1. I Resurrected My Dutch Movie Review Site From 2003

    Thu 09 June 2022


    Between 2003 and 2006, I ran a Dutch movie review site called moevie.nl.1 I built the site and wrote the reviews. It never made any money. It cost me money to host, and it cost me a lot of time writing reviews, but I remember enjoying writing reviews about films I liked.

    The gimmick of the site was that the reviews had two parts. The first part is spoiler-free, just giving a recommendation with some context to make up your own mind. The second part contained a reflection of the movie, which included spoilers.

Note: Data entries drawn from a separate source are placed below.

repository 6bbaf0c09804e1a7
use cardinality_estimator::estimator::CardinalityEstimator;

/// A contract for an external cardinality estimator.
///
/// Sketches are opaque mergeable summaries of a multiset's distinct
/// content. Both operations are blocking and fallible; any failure is
/// fatal to the partitioning run that issued the call.
pub trait SketchEngine {
    type Sketch;

    /// Estimated distinct-element count of `sketch`.
    ///
    /// Deterministic for a fixed sketch; approximate, with the bounded
    /// relative error inherent to the estimator.
    fn cardinality(&self, sketch: &Self::Sketch) -> anyhow::Result<f64>;

    /// Summary of the union of the multisets summarized by `a` and `b`.
    ///
    /// Commutative; the union with an empty sketch is an identity.
    fn union(&self, a: &Self::Sketch, b: &Self::Sketch) -> anyhow::Result<Self::Sketch>;
}

/// In-memory engine backed by the `cardinality-estimator` crate.
///
/// Exact for small sets (up to the crate's array representation), then
/// HyperLogLog++ beyond. Exists to show the partitioner is estimator
/// agnostic and to drive tests without an external sketching binary.
pub struct MemoryEngine;

impl SketchEngine for MemoryEngine {
    type Sketch = CardinalityEstimator<u64>;

    fn cardinality(&self, sketch: &Self::Sketch) -> anyhow::Result<f64> {
        Ok(sketch.estimate() as f64)
    }

    fn union(&self, a: &Self::Sketch, b: &Self::Sketch) -> anyhow::Result<Self::Sketch> {
        let mut merged = CardinalityEstimator::new();
        merged.merge(a);
        merged.merge(b);
        Ok(merged)
    }
}

impl MemoryEngine {
    /// Builds a sketch over the given elements.
    pub fn sketch_of(elements: impl IntoIterator<Item = u64>) -> CardinalityEstimator<u64> {
        let mut sketch = CardinalityEstimator::new();
        for element in elements {
            sketch.insert(&element);
        }
        sketch
    }
}

#[cfg(test)]
mod tests {
    use super::*;

    #[test]
    fn union_counts_shared_content_once() {
        let engine = MemoryEngine;
        let a = MemoryEngine::sketch_of(0..100);
        let b = MemoryEngine::sketch_of(80..120);

        let merged = engine.union(&a, &b).unwrap();
        assert_eq!(engine.cardinality(&merged).unwrap(), 120.0);
    }

    #[test]
    fn union_with_empty_is_identity() {
        let engine = MemoryEngine;
        let a = MemoryEngine::sketch_of(0..50);
        let empty = MemoryEngine::sketch_of(std::iter::empty());

        let merged = engine.union(&a, &empty).unwrap();
        assert_eq!(engine.cardinality(&merged).unwrap(), 50.0);
    }
}
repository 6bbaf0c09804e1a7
use project_root::get_project_root;

use clap::Parser;
use figment::{
    Figment,
    providers::{Format, Toml},
};

use std::path::PathBuf;

/// A single, unified struct holding all application settings.
/// It is deserialized from the TOML file merged with CLI arguments.
#[derive(serde::Deserialize, Debug, Clone)]
pub struct Config {
    pub logging: LoggingConfig,
    pub paths: PathsConfig,
    pub catalog: CatalogConfig,
    pub binning: BinningConfig,
}

#[derive(serde::Deserialize, Debug, Clone)]
pub struct LoggingConfig {
    pub level: String,
}

#[derive(serde::Deserialize, Debug, Clone)]
pub struct PathsConfig {
    /// Directory of presketched genome files.
    pub sketches_dir: PathBuf,
    /// Scratch area for intermediate union sketches.
    pub scratch_dir: PathBuf,
    pub output_dir: PathBuf,
    pub completion_dir: PathBuf,
}

#[derive(serde::Deserialize, Debug, Clone)]
pub struct CatalogConfig {
    /// File extension of sketch files in `sketches_dir`.
    pub sketch_extension: String,
    /// File-name tokens describing sketch-construction parameters, skipped
    /// when deriving a genome's canonical name. A naming convention of the
    /// upstream sketching stage, not an algorithmic invariant.
    pub reserved_tokens: Vec<String>,
}

#[derive(serde::Deserialize, Debug, Clone)]
pub struct BinningConfig {
    pub num_bins: usize,
    pub run_id: String,
    pub num_threads: usize,
}

/// Parses command-line arguments using the clap derive macro.
#[derive(Parser, Debug)]
#[command(version, about, long_about = None)]
struct Cli {
    /// Number of bins to partition the genome catalog into.
    pub num_bins: usize,

    /// Run identifier keying the output artifacts.
    pub run_id: String,

    #[arg(short, long)]
    pub num_threads: Option<usize>,

    #[arg(long)]
    pub sketches_dir: Option<PathBuf>,
}

/// Loads configuration from the TOML file and merges it with CLI arguments.
pub fn get_config() -> anyhow::Result<Config> {
    let cli = Cli::parse();

    let config_path = get_project_root()?.join("config/settings.toml");
    let mut figment = Figment::new()
        .merge(Toml::file(config_path))
        .merge(("binning.num_bins", cli.num_bins))
        .merge(("binning.run_id", cli.run_id.as_str()));

    if let Some(cli_threads) = cli.num_threads {
        figment = figment.merge(("binning.num_threads", cli_threads));
    }
    if let Some(sketches_dir) = &cli.sketches_dir {
        figment = figment.merge(("paths.sketches_dir", sketches_dir));
    }

    let mut config: Config = figment.extract()?;

    anyhow::ensure!(
        config.binning.num_bins >= 1,
        "number of bins must be at least 1"
    );

    if config.binning.num_threads == 0 {
        let num_threads = std::thread::available_parallelism()?.get();
        config.binning.num_threads = num_threads;
    }

    Ok(config)
}
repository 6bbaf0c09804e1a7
pub mod ports;
pub mod service;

    Even back then, the site didn't win any design awards (from archive.org - click to enlarge)2

    I started building the site a few months after finishing college (IT) in 2002 as I felt inept and had little confidence. Building something tangible felt like a good way to build up and demonstrate skills. And I had something to say about movies.

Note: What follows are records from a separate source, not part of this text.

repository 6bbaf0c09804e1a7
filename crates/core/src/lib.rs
pub mod item;
pub mod partition;
pub mod sketch;

pub use item::{Bin, GenomeItem};
pub use partition::partition;
pub use sketch::{MemoryEngine, SketchEngine};
/// A genome reduced to its canonical name and a mergeable sketch of its
/// distinct content.
#[derive(Debug, Clone)]
pub struct GenomeItem<S> {
    pub name: String,
    pub sketch: S,
    /// Estimated distinct-element count represented by `sketch`.
    pub cardinality: f64,
}

/// A partition slot accumulating genomes through sketch unions.
///
/// `cardinality` is always re-estimated from the current `sketch`; it is
/// never a sum of member cardinalities, so shared content between members
/// is not double counted.
#[derive(Debug, Clone)]
pub struct Bin<S> {
    /// Member names in assignment order.
    pub members: Vec<String>,
    /// Union sketch of all members; `None` while the bin is empty.
    pub sketch: Option<S>,
    pub cardinality: f64,
}

impl<S> Bin<S> {
    pub fn empty() -> Self {
        Self {
            members: Vec::new(),
            sketch: None,
            cardinality: 0.0,
        }
    }
}

impl<S> Default for Bin<S> {
    fn default() -> Self {
        Self::empty()
    }
}
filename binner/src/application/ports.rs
use genome_bin_core::{Bin, GenomeItem, SketchEngine};

/// A contract for a service that discovers genome sketches, derives their
/// canonical names and obtains per-genome cardinality estimates.
pub trait GenomeCatalog<E: SketchEngine> {
    /// Items in deterministic discovery order.
    fn collect(&self, engine: &E) -> anyhow::Result<Vec<GenomeItem<E::Sketch>>>;
}

/// A contract for a service that persists bin assignments and signals
/// completion to the downstream stage.
pub trait ResultReporter {
    fn write_assignments<S>(&self, bins: &[Bin<S>]) -> anyhow::Result<()>;
    fn mark_complete(&self) -> anyhow::Result<()>;
}
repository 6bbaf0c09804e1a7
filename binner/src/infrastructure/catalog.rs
use anyhow::{Context, Result};
use rayon::prelude::*;

use genome_bin_core::{GenomeItem, SketchEngine};

use std::path::{Path, PathBuf};

use crate::application::ports::GenomeCatalog;
use crate::config::Config;
use crate::infrastructure::dashing::{DashingEngine, SketchFile};

/// An adapter that implements the `GenomeCatalog` port over a directory
/// of presketched genome files.
///
/// Discovery order is lexicographic by file path so that identical inputs
/// produce identical runs. Cardinality queries are independent of each
/// other and fan out across the rayon pool; the collected items keep
/// discovery order.
pub struct SketchDirCatalog {
    sketches_dir: PathBuf,
    sketch_extension: String,
    reserved_tokens: Vec<String>,
}

impl SketchDirCatalog {
    /// Creates a new `SketchDirCatalog` from the application config.
    pub fn new(config: &Config) -> Self {
        Self {
            sketches_dir: config.paths.sketches_dir.clone(),
            sketch_extension: config.catalog.sketch_extension.clone(),
            reserved_tokens: config.catalog.reserved_tokens.clone(),
        }
    }
}

impl GenomeCatalog<DashingEngine> for SketchDirCatalog {
    fn collect(&self, engine: &DashingEngine) -> Result<Vec<GenomeItem<SketchFile>>> {
        let paths = list_sketches(&self.sketches_dir, &self.sketch_extension)?;
        tracing::debug!(sketches = paths.len(), "Catalog discovered sketch files");

        paths
            .par_iter()
            .map(|path| {
                let name = canonical_name(file_name(path)?, &self.reserved_tokens);
                let sketch = SketchFile::source(path.clone());
                let cardinality = engine.cardinality(&sketch)?;
                Ok(GenomeItem {
                    name,
                    sketch,
                    cardinality,
                })
            })
            .collect()
    }
}

/// Sketch files under `dir` with the given extension, sorted
/// lexicographically by path.
fn list_sketches(dir: &Path, extension: &str) -> Result<Vec<PathBuf>> {
    let entries = std::fs::read_dir(dir)
        .with_context(|| format!("reading sketches directory {}", dir.display()))?;

    let mut paths = Vec::new();
    for entry in entries {
        let path = entry?.path();
        if path.is_file() && path.extension().is_some_and(|e| e == extension) {
            paths.push(path);
        }
    }

    paths.sort();
    Ok(paths)
}

fn file_name(path: &Path) -> Result<&str> {
    path.file_name()
        .and_then(|name| name.to_str())
        .with_context(|| format!("non-unicode sketch file name: {}", path.display()))
}

/// Derives a genome's canonical name from its sketch file name.
///
/// The file name is split on dots and the first token not in the reserved
/// vocabulary wins. When every token is reserved, the raw file name is
/// returned unchanged; a fallback, not an error.
///
/// `SAMEA897824.fa.gz.w.31.spacing.10.hll` -> `SAMEA897824`
pub fn canonical_name(file_name: &str, reserved_tokens: &[String]) -> String {
    file_name
        .split('.')
        .find(|token| !reserved_tokens.iter().any(|reserved| reserved == token))
        .map(str::to_owned)
        .unwrap_or_else(|| file_name.to_owned())
}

    Although moevie.nl did not help me gain employment as far as I know, it was fun while it lasted. At some point, I didn't get much joy out of writing movie reviews and I let the site die.

    I did keep backups of the database the code and the pictures though. And now after 18+ years I decided to resurrect the site, including all (old) reviews.

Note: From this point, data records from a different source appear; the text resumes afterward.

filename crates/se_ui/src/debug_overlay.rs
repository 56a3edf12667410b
//! egui layer drawn on top of the sprite pass: the HUD/menu primitives every
//! frame, plus a debug window toggled with F3.
//!
//! egui needs a split render: `egui_wgpu::Renderer::render()` takes a
//! `RenderPass<'static>` while `begin_render_pass` borrows the encoder. The
//! phases are:
//!
//!   1. `prepare()` -- run UI logic, produce tessellated primitives
//!   2. `upload()`  -- upload textures and update GPU buffers
//!   3. `paint()`   -- render into a pass created with `forget_lifetime()`
//!   4. `cleanup()` -- free textures egui no longer references

use se_core::time::TimeState;
use winit::window::Window;

use crate::hud::{paint_hud, HudFrame};

#[derive(Debug, Clone, Default)]
pub struct DebugStats {
    pub state_label: String,
    pub collected: u32,
    pub target: u32,
    pub candies_left: usize,
    pub sprite_count: u32,
    pub draw_calls: u32,
    pub texture_binds: u32,
    pub memory_estimate_mb: f32,
    pub sound_on: bool,
    pub music_label: String,
}

pub struct UiLayer {
    pub egui_ctx: egui::Context,
    pub egui_winit_state: egui_winit::State,
    pub egui_renderer: egui_wgpu::Renderer,
    pub debug_visible: bool,
}

impl UiLayer {
    pub fn new(
        device: &wgpu::Device,
        surface_format: wgpu::TextureFormat,
        window: &Window,
    ) -> Self {
        let egui_ctx = egui::Context::default();
        let egui_winit_state = egui_winit::State::new(
            egui_ctx.clone(),
            egui_ctx.viewport_id(),
            window,
            None,
            None,
            None,
        );
        let egui_renderer = egui_wgpu::Renderer::new(device, surface_format, None, 1, false);

        Self {
            egui_ctx,
            egui_winit_state,
            egui_renderer,
            debug_visible: false,
        }
    }

    /// Feed a window event to egui. Returns true when the debug window
    /// consumed it; HUD shapes are not interactive and never consume input.
    pub fn handle_window_event(
        &mut self,
        window: &Window,
        event: &winit::event::WindowEvent,
    ) -> bool {
        let response = self.egui_winit_state.on_window_event(window, event);
        self.debug_visible && response.consumed
    }

    pub fn toggle_debug(&mut self) {
        self.debug_visible = !self.debug_visible;
        log::info!(
            "Debug window: {}",
            if self.debug_visible { "ON" } else { "OFF" }
        );
    }

    pub fn prepare(
        &mut self,
        window: &Window,
        hud: &HudFrame,
        time: &TimeState,
        stats: &DebugStats,
    ) -> (Vec<egui::ClippedPrimitive>, egui::TexturesDelta) {
        let raw_input = self.egui_winit_state.take_egui_input(window);
        let debug_visible = self.debug_visible;
        let full_output = self.egui_ctx.run(raw_input, |ctx| {
            paint_hud(ctx, hud);
            if debug_visible {
                show_debug_window(ctx, time, stats);
            }
        });

        self.egui_winit_state
            .handle_platform_output(window, full_output.platform_output);

        let primitives = self
            .egui_ctx
            .tessellate(full_output.shapes, full_output.pixels_per_point);

        (primitives, full_output.textures_delta)
    }

    /// Upload textures and update buffers. Call before creating the egui render pass.
    pub fn upload(
        &mut self,
        device: &wgpu::Device,
        queue: &wgpu::Queue,
        encoder: &mut wgpu::CommandEncoder,
        primitives: &[egui::ClippedPrimitive],
        textures_delta: &egui::TexturesDelta,
        screen_descriptor: &egui_wgpu::ScreenDescriptor,
    ) {
        for (id, image_delta) in &textures_delta.set {
            self.egui_renderer
                .update_texture(device, queue, *id, image_delta);
        }

        self.egui_renderer
            .update_buffers(device, queue, encoder, primitives, screen_descriptor);
    }

    pub fn paint(
        &self,
        render_pass: &mut wgpu::RenderPass<'static>,
        primitives: &[egui::ClippedPrimitive],
        screen_descriptor: &egui_wgpu::ScreenDescriptor,
    ) {
        self.egui_renderer
            .render(render_pass, primitives, screen_descriptor);
    }

    pub fn cleanup(&mut self, textures_delta: &egui::TexturesDelta) {
        for id in &textures_delta.free {
            self.egui_renderer.free_texture(id);
        }
    }
}

fn show_debug_window(ctx: &egui::Context, time: &TimeState, stats: &DebugStats) {
    egui::Window::new("Debug")
        .default_pos([560.0, 10.0])
        .show(ctx, |ui| {
            ui.label(format!("FPS: {:.1}", time.smoothed_fps));
            ui.label(format!("Frame time: {:.2} ms", time.smoothed_frame_time_ms));
            ui.label(format!("Steps this frame: {}", time.steps_this_frame));
            ui.label(format!("Total steps: {}", time.fixed_step_count));
            ui.separator();
            ui.label(format!("State: {}", stats.state_label));
            ui.label(format!(
                "Candy: {}/{} ({} left)",
                stats.collected, stats.target, stats.candies_left
            ));
            ui.label(format!(
                "Sound: {} ({})",
                if stats.sound_on { "on" } else { "off" },
                stats.music_label
            ));
            ui.separator();
            ui.label(format!("Sprites: {}", stats.sprite_count));
            ui.label(format!("Draw calls: {}", stats.draw_calls));
            ui.label(format!("Texture binds: {}", stats.texture_binds));
            ui.label(format!("Memory: {:.2} MB", stats.memory_estimate_mb));
        });
}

    Why resurrect a dead website gone for 16+ years?

    Rebuilding the site was just a way to spend time, a small hobby project. Something to be bussy with. The second reason is some kind of misplaced nostalgia. I sometimes regret shutting down the site, wondering what could have been if I persevered.

    Losing and regaining the domain

    Back in 2006, my hosting provider (non-profit with just a few servers) abruptly stopped operating due to hardware failure 3 and I was forced to move my domain to another company. At that time, private citizens in The Netherlands could not register an .nl domain, only businesses could, so that was a bit of a hassle.

    Not long thereafter however, I decided to let the domain expire. It was quickly scooped up by 'domain resellers'. Years later I decided that I wanted moevie.nl back, but the sellers always asked insane amounts of money.

    In 2019, I visited moevie.nl on a whim. To my surprise it didn't resolve anymore, the domain was available! I quickly scooped it up, but I didn't do much with it for a long time, until now.

    Rebuilding the site

    I really wanted to preserve the aesthetic of moevie.nl as it was back then. Especially in the context of modern web design, it does stand out. As a sore thumb - but still - I had a goal.

    Having the code and database dump is one thing, but it doesn't tell you what it actually looked like in 2003-2006. I could have tried to get the old (PHP4) code working, but I just didn't feel like it.

    Instead, I chose to visit Archive.org and indeed, it captured old snapshots of my site back in 2006. So those were of great help. The screenshots at the top of this blog post are lifted from this page on archive.org. This snapshot was taken just before I decided to close the site.

    The challenge of mobile device screens

    To set the stage a bit: the rise and fall of moevie.nl happened a year before the iPhone was first announced. Smartphones from Blackberry were popular. I had a Palm VX PDA and later a HP Compaq PDA.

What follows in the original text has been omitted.